Joda wrote:

---

Thanks for that info. P&M, if We use the water analogy then volts is volume, amps is pressure & watts is how much water is in the tank? Cheers, John.

---

 No. 

Volts is pressure, Amps is flow rate.

How much is in the tank is watt hours.

Cheers,

Peter

As Peter has pointed out the voltage drop in the wire is caused by the current flowing through the resistance of the wire.

Does the voltage drop affect the amps output?  It could be argued that the answer is Yes.

In the hypothetical case of a voltage source with zero internal resistance and wires with zero resistance, there would be no voltage drop in the wire and the current flow would be defined solely by the load resistance.

 eg 12V source, wires with zero resistance and a 1ohm load, the current would be 12A. (12V/1ohm)

Now consider that the wires have 0.1 ohm resistance. In this case the total load seen by the voltage source is 1.1 ohms (ie 0.1 ohm wire resistance + 1 ohm load resistance). It then follows that the current through the load is reduced to 10.9A (12V/1.1ohm) and there would be 1.09V voltage drop across the wires.

If the connecting wire resistance is increased due to increased length or reduced CSA, then there would be a greater voltage drop in the wire and a greater reduction in current through the load.

The fact that there is voltage drop in the wire means that the voltage at the load is reduced by that same amount of voltage, and consequently the current through the load is reduced proportionally.

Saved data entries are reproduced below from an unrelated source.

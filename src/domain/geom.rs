//! Axis-aligned rectangles in world pixels.
//!
//! Coordinates are y-down: `(x, y)` is the top-left corner, `w`/`h` grow
//! right and down. Edges are half-open, so two rectangles that only share
//! an edge do not overlap.

use glam::Vec2;

#[derive(Clone, Copy, Debug, PartialEq)]
pub struct Rect {
    pub x: f32,
    pub y: f32,
    pub w: f32,
    pub h: f32,
}

impl Rect {
    pub const fn new(x: f32, y: f32, w: f32, h: f32) -> Self {
        Rect { x, y, w, h }
    }

    #[inline]
    pub fn right(&self) -> f32 {
        self.x + self.w
    }

    #[inline]
    pub fn bottom(&self) -> f32 {
        self.y + self.h
    }

    #[inline]
    pub fn pos(&self) -> Vec2 {
        Vec2::new(self.x, self.y)
    }

    pub fn center(&self) -> Vec2 {
        Vec2::new(self.x + self.w * 0.5, self.y + self.h * 0.5)
    }

    /// Same size, new top-left corner.
    pub fn at(&self, pos: Vec2) -> Rect {
        Rect { x: pos.x, y: pos.y, ..*self }
    }

    pub fn intersects(&self, other: &Rect) -> bool {
        self.x < other.right()
            && other.x < self.right()
            && self.y < other.bottom()
            && other.y < self.bottom()
    }

    pub fn contains(&self, p: Vec2) -> bool {
        p.x >= self.x && p.x < self.right() && p.y >= self.y && p.y < self.bottom()
    }
}

#[cfg(test)]
mod tests {
    use super::*;

    #[test]
    fn touching_edges_do_not_intersect() {
        let a = Rect::new(0.0, 0.0, 40.0, 40.0);
        let b = Rect::new(40.0, 0.0, 40.0, 40.0);
        assert!(!a.intersects(&b));
        assert!(!b.intersects(&a));
    }

    #[test]
    fn overlapping_rects_intersect() {
        let a = Rect::new(0.0, 0.0, 40.0, 40.0);
        let b = Rect::new(39.0, 39.0, 10.0, 10.0);
        assert!(a.intersects(&b));
    }

    #[test]
    fn contains_is_half_open() {
        let r = Rect::new(10.0, 10.0, 20.0, 20.0);
        assert!(r.contains(Vec2::new(10.0, 10.0)));
        assert!(!r.contains(Vec2::new(30.0, 15.0)));
        assert!(!r.contains(Vec2::new(15.0, 30.0)));
    }

    #[test]
    fn center_and_at() {
        let r = Rect::new(0.0, 0.0, 28.0, 28.0);
        assert_eq!(r.center(), Vec2::new(14.0, 14.0));
        let moved = r.at(Vec2::new(5.0, 7.0));
        assert_eq!(moved, Rect::new(5.0, 7.0, 28.0, 28.0));
    }
}
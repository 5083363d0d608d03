//! Zones: labeled world rectangles that open a content panel on entry.
//!
//! `ZoneTrigger` keeps one inside/outside flag per zone and reports only
//! outside -> inside transitions, so lingering in a zone never re-fires.
//! Closing a panel does not touch these flags; the player has to walk out
//! and back in to fire again.

use super::geom::Rect;

#[derive(Clone, Copy, Debug, PartialEq, Eq)]
pub struct Rgb {
    pub r: u8,
    pub g: u8,
    pub b: u8,
}

impl Rgb {
    /// Parse `#rrggbb`.
    pub fn parse_hex(s: &str) -> Option<Rgb> {
        let hex = s.trim().strip_prefix('#')?;
        if hex.len() != 6 || !hex.chars().all(|c| c.is_ascii_hexdigit()) {
            return None;
        }
        let channel = |i: usize| u8::from_str_radix(&hex[i..i + 2], 16).ok();
        Some(Rgb { r: channel(0)?, g: channel(2)?, b: channel(4)? })
    }

    /// Blend toward black; `t` = 1.0 keeps the color, 0.0 is black.
    pub fn dim(self, t: f32) -> Rgb {
        let t = t.clamp(0.0, 1.0);
        let f = |c: u8| (c as f32 * t).round() as u8;
        Rgb { r: f(self.r), g: f(self.g), b: f(self.b) }
    }
}

/// A short procedural tune: MIDI note numbers (0 = rest), one per beat.
#[derive(Clone, Debug, PartialEq)]
pub struct Track {
    pub title: String,
    pub notes: Vec<u8>,
    pub beat_ms: u32,
}

#[derive(Clone, Debug, PartialEq)]
pub struct Zone {
    pub id: String,
    pub label: String,
    pub color: Rgb,
    pub rect: Rect,
    pub lines: Vec<String>,
    pub tracks: Vec<Track>,
}

/// Index of the first zone overlapping `rect`, in list order.
pub fn first_overlapping(zones: &[Zone], rect: &Rect) -> Option<usize> {
    zones.iter().position(|z| z.rect.intersects(rect))
}

#[derive(Clone, Debug, Default, PartialEq)]
pub struct ZoneTrigger {
    inside: Vec<bool>,
}

impl ZoneTrigger {
    pub fn new(count: usize) -> Self {
        ZoneTrigger { inside: vec![false; count] }
    }

    /// Record current overlaps without reporting any entries.
    /// Used after a restore so a player saved inside a zone does not
    /// immediately reopen it.
    pub fn prime(&mut self, zones: &[Zone], rect: &Rect) {
        self.inside = zones.iter().map(|z| z.rect.intersects(rect)).collect();
    }

    /// Update flags for the player's new rectangle; returns the indices
    /// of zones entered this frame, in list order.
    pub fn update(&mut self, zones: &[Zone], rect: &Rect) -> Vec<usize> {
        if self.inside.len() != zones.len() {
            self.inside.resize(zones.len(), false);
        }
        let mut entered = Vec::new();
        for (i, zone) in zones.iter().enumerate() {
            let now = zone.rect.intersects(rect);
            if now && !self.inside[i] {
                entered.push(i);
            }
            self.inside[i] = now;
        }
        entered
    }

    pub fn is_inside(&self, index: usize) -> bool {
        self.inside.get(index).copied().unwrap_or(false)
    }
}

So it can be argued that if there is a voltage drop in the wire connecting the load, then the amps flowing through the load is affected (reduced).

Ken

Whenarewethere wrote:

---

Jaahn wrote:

---

Bigger wires cost only a coupe of dollars more than skinny ones. 

Jaahn 

---

Bigger wires may actually be cheaper because one will most likely not have to do the job a second time after months wasting time and stress trying to work out why nothing works as well as it should if it was done correctly in the first place!

---

Jaahn

Put extra insulation around the fridge.

Have a person designated as an official fridge door opener so the other person can get things in and out quickly, and there is a third hand available!

For the beer!

At the end of the day just do what you can do at the time of setting up your network. Put in cables which are over rated. If you are under rated run a second cable. Calculate distance for there and back (+ & -). Calculate losses for each individual input distance. Calculate for wiring distance from battery to fridge (I assume a fridge). Don't use controllers fixed to the back of solar panels. Install a quality controller near the battery. If you need extention cables to portable solar panels use 6awg cable and knock them up yourself so you know they are made correctly.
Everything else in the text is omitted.